* What to work on *
Within the records below is a range that opens at the line with "SQLite data store." and closes at the line with "for (idx, column)". Return that range word for word, both ends included, and only that range.

=======

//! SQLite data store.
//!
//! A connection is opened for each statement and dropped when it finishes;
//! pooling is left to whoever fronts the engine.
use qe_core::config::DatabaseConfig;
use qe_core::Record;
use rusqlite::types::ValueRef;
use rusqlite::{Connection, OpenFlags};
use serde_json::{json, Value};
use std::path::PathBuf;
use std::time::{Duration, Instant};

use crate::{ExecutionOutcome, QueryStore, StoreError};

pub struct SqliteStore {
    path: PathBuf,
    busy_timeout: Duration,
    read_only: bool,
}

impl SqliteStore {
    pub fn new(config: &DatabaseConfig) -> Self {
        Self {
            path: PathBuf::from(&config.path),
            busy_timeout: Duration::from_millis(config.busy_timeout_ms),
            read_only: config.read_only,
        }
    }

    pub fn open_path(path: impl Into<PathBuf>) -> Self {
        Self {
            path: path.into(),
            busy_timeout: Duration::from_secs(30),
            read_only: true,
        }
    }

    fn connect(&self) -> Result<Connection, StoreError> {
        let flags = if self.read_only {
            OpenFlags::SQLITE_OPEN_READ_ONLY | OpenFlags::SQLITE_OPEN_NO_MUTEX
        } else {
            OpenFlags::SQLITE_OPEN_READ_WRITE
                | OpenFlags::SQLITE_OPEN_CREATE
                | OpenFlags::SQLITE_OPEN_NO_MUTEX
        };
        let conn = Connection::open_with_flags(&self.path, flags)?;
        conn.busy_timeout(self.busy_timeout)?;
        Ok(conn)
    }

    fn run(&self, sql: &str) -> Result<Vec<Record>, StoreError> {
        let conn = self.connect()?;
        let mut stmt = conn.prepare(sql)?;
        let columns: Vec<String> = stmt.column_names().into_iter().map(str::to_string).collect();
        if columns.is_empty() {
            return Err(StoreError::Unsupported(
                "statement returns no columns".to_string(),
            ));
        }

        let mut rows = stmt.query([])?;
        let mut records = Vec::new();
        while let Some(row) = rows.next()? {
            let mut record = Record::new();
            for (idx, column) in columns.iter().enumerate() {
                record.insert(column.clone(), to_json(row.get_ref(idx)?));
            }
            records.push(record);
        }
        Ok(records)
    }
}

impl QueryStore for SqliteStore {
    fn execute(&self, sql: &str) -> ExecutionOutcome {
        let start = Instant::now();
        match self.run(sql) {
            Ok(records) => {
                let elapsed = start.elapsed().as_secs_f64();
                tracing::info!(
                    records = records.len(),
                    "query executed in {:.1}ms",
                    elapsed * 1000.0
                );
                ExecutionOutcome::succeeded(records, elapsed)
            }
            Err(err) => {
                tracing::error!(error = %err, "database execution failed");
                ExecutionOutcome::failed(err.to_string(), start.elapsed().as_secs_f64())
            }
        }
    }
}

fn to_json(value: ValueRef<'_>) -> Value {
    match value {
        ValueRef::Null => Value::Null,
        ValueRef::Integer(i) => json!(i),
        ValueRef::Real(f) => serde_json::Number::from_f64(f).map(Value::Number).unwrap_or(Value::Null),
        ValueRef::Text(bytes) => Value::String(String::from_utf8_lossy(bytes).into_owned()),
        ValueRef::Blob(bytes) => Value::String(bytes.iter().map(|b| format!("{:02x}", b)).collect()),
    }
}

=======

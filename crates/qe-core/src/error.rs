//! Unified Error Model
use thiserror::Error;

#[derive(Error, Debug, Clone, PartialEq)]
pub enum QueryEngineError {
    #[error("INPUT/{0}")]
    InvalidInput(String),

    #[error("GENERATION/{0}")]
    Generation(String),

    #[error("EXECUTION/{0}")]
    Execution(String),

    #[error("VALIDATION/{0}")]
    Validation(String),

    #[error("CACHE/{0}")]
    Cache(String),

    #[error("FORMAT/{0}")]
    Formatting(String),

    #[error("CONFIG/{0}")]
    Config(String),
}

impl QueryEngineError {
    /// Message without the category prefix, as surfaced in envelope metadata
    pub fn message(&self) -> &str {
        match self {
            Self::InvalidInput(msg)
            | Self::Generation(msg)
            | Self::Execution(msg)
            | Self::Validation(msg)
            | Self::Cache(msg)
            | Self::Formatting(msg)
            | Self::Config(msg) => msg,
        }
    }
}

=======

* Solution for this task *
//! SQLite data store.
//!
//! A connection is opened for each statement and dropped when it finishes;
//! pooling is left to whoever fronts the engine.
use qe_core::config::DatabaseConfig;
use qe_core::Record;
use rusqlite::types::ValueRef;
use rusqlite::{Connection, OpenFlags};
use serde_json::{json, Value};
use std::path::PathBuf;
use std::time::{Duration, Instant};

use crate::{ExecutionOutcome, QueryStore, StoreError};

pub struct SqliteStore {
    path: PathBuf,
    busy_timeout: Duration,
    read_only: bool,
}

impl SqliteStore {
    pub fn new(config: &DatabaseConfig) -> Self {
        Self {
            path: PathBuf::from(&config.path),
            busy_timeout: Duration::from_millis(config.busy_timeout_ms),
            read_only: config.read_only,
        }
    }

    pub fn open_path(path: impl Into<PathBuf>) -> Self {
        Self {
            path: path.into(),
            busy_timeout: Duration::from_secs(30),
            read_only: true,
        }
    }

    fn connect(&self) -> Result<Connection, StoreError> {
        let flags = if self.read_only {
            OpenFlags::SQLITE_OPEN_READ_ONLY | OpenFlags::SQLITE_OPEN_NO_MUTEX
        } else {
            OpenFlags::SQLITE_OPEN_READ_WRITE
                | OpenFlags::SQLITE_OPEN_CREATE
                | OpenFlags::SQLITE_OPEN_NO_MUTEX
        };
        let conn = Connection::open_with_flags(&self.path, flags)?;
        conn.busy_timeout(self.busy_timeout)?;
        Ok(conn)
    }

    fn run(&self, sql: &str) -> Result<Vec<Record>, StoreError> {
        let conn = self.connect()?;
        let mut stmt = conn.prepare(sql)?;
        let columns: Vec<String> = stmt.column_names().into_iter().map(str::to_string).collect();
        if columns.is_empty() {
            return Err(StoreError::Unsupported(
                "statement returns no columns".to_string(),
            ));
        }

        let mut rows = stmt.query([])?;
        let mut records = Vec::new();
        while let Some(row) = rows.next()? {
            let mut record = Record::new();
            for (idx, column) in columns.iter().enumerate() {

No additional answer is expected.